INSTRUCTIONS FOR THE TASK: Whenever a line in the listing contains "with", copy that line.

GIVEN DATA:
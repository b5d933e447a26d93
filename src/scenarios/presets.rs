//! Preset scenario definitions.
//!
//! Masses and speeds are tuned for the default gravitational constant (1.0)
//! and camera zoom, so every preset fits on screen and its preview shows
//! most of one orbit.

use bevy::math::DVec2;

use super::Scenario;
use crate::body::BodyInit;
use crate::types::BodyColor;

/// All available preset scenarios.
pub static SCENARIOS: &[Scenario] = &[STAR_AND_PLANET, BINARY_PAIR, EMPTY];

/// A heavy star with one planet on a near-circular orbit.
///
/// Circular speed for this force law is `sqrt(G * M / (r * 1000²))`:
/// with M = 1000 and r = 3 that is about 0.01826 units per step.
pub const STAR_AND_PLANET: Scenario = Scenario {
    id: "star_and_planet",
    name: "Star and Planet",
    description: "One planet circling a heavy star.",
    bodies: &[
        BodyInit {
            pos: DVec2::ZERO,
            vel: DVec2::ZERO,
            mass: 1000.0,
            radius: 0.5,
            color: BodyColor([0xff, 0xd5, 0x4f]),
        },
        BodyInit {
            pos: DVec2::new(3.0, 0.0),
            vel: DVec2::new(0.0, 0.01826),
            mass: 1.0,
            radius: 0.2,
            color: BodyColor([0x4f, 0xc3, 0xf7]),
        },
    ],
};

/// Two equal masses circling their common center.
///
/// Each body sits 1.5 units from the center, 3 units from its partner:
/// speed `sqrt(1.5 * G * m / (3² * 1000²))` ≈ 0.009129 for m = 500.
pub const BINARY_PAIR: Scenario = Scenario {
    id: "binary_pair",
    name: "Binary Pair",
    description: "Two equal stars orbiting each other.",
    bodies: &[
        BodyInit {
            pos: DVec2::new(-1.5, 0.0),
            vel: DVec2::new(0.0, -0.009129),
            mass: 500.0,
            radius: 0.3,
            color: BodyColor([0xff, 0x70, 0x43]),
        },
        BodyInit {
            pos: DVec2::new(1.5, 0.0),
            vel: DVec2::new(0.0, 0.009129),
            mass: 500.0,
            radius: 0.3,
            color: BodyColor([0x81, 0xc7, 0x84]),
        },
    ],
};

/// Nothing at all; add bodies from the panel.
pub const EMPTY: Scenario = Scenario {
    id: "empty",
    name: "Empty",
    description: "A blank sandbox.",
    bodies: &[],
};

WRITTEN SOLUTION:
/// A heavy star with one planet on a near-circular orbit.
/// with M = 1000 and r = 3 that is about 0.01826 units per step.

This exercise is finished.